Germain reviewed the film at Sundance, saying,
Page One is a gold mine of ideas, awesome scenes and quotes. Even when it veers off the path – if there ever was a path beyond the promise of the title – it's still rich in almost every way. As a whole film, Page One isn't incredible, but in parts, it approaches that.
I can see how that would be the case, and while I understand his complaint that the film isn't entirely unified, I think that is a necessary factor when trying to present something as broad as the experiences of a variety of reporters. The fact of their common home, the NYT, is unification enough, and the film looks great.
Apple has the trailer.
Andrew Rossi's riveting documentary Page One: Inside The New York Times had its World Premiere at the Sundance Film Festival, and was acquired by Magnolia Pictures and Participant Media for theatrical release this June. In the tradition of great fly-on-the-wall documentaries, the film deftly gains unprecedented access to the New York Times newsroom and the inner workings of the Media Desk.

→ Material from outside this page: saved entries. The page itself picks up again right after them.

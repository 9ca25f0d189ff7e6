//! Query tokens and the tokens expanders derive from them.

use serde::{Deserialize, Serialize};

/// Bitset of schema fields; bit `i` selects the `i`-th field.
pub type FieldMask = u64;

/// Field mask selecting every field.
pub const FIELD_MASK_ALL: FieldMask = FieldMask::MAX;

/// Opaque flags carried by query tokens and expansions.
pub type TokenFlags = u32;

/// Marker prepended to stems so they never collide with literal terms.
pub const STEM_PREFIX: char = '+';

/// Marker prepended to phonetic codes.
pub const PHONETIC_PREFIX: char = '<';

/// Marker prepended to synonym group identifiers.
pub const SYNONYM_PREFIX: char = '~';

/// Per-token phonetic matching request.
#[derive(Debug, Clone, Copy, Default, PartialEq, Eq, Serialize, Deserialize)]
#[serde(rename_all = "lowercase")]
pub enum PhoneticOption {
    /// Unspecified; phonetics apply when a targeted field supports them.
    #[default]
    Default,
    /// Explicitly requested.
    Enabled,
    /// Explicitly refused.
    Disabled,
}

/// One raw query token handed to an expander.
///
/// Expanders only ever see a shared reference; derived terms are emitted as
/// new [`Expansion`]s.
#[derive(Debug, Clone, PartialEq, Eq, Serialize, Deserialize)]
pub struct QueryToken {
    text: String,
    flags: TokenFlags,
    field_mask: FieldMask,
    phonetic: PhoneticOption,
}

impl QueryToken {
    /// Create a token targeting every field.
    pub fn new<S: Into<String>>(text: S) -> Self {
        QueryToken {
            text: text.into(),
            flags: 0,
            field_mask: FIELD_MASK_ALL,
            phonetic: PhoneticOption::Default,
        }
    }

    /// Restrict the token to the given fields.
    pub fn with_field_mask(mut self, field_mask: FieldMask) -> Self {
        self.field_mask = field_mask;
        self
    }

    /// Set the phonetic request.
    pub fn with_phonetic(mut self, phonetic: PhoneticOption) -> Self {
        self.phonetic = phonetic;
        self
    }

    /// Set the token flags.
    pub fn with_flags(mut self, flags: TokenFlags) -> Self {
        self.flags = flags;
        self
    }

    /// Token text.
    pub fn text(&self) -> &str {
        &self.text
    }

    /// Length of the token text in bytes.
    pub fn len(&self) -> usize {
        self.text.len()
    }

    /// Whether the token text is empty.
    pub fn is_empty(&self) -> bool {
        self.text.is_empty()
    }

    /// Token flags.
    pub fn flags(&self) -> TokenFlags {
        self.flags
    }

    /// Targeted fields.
    pub fn field_mask(&self) -> FieldMask {
        self.field_mask
    }

    /// Phonetic request.
    pub fn phonetic(&self) -> PhoneticOption {
        self.phonetic
    }
}

/// A term an expander adds to the query.
#[derive(Debug, Clone, PartialEq, Eq, Serialize, Deserialize)]
#[serde(tag = "kind", rename_all = "snake_case")]
pub enum Expansion {
    /// An alternative term, OR-ed with the original token.
    Token {
        /// Term text.
        text: String,
        /// Term flags.
        flags: TokenFlags,
    },
    /// An ordered, non-exact phrase that replaces the original token.
    Phrase {
        /// Phrase terms in order.
        tokens: Vec<String>,
        /// Phrase flags.
        flags: TokenFlags,
    },
}

impl Expansion {
    /// The text of a single-term expansion.
    pub fn text(&self) -> Option<&str> {
        match self {
            Expansion::Token { text, .. } => Some(text),
            Expansion::Phrase { .. } => None,
        }
    }
}

/// Receiver of expanded terms.
pub trait ExpansionSink {
    /// Add an alternative term.
    fn expand_token(&mut self, text: String, flags: TokenFlags);

    /// Replace the token with an ordered phrase.
    fn expand_phrase(&mut self, tokens: Vec<String>, flags: TokenFlags);
}

impl ExpansionSink for Vec<Expansion> {
    fn expand_token(&mut self, text: String, flags: TokenFlags) {
        self.push(Expansion::Token { text, flags });
    }

    fn expand_phrase(&mut self, tokens: Vec<String>, flags: TokenFlags) {
        self.push(Expansion::Phrase { tokens, flags });
    }
}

With the Internet surpassing print as our main news source and newspapers all over the country going bankrupt, Page One chronicles the transformation of the media industry at its time of greatest turmoil. Writers like Brian Stelter, Tim Arango and the salty but brilliant David Carr track print journalism's metamorphosis even as their own paper struggles to stay vital and solvent, while their editors and publishers grapple with up-to-the-minute issues like controversial new sources and the implications of an online pay-wall. Meanwhile, rigorous journalism is thriving–Page One gives us an up-close look at the vibrant cross-cubicle debates and collaborations, tenacious jockeying for on-record quotes, and skillful page-one pitching that brings the most venerable newspaper in America to fruition each and every day.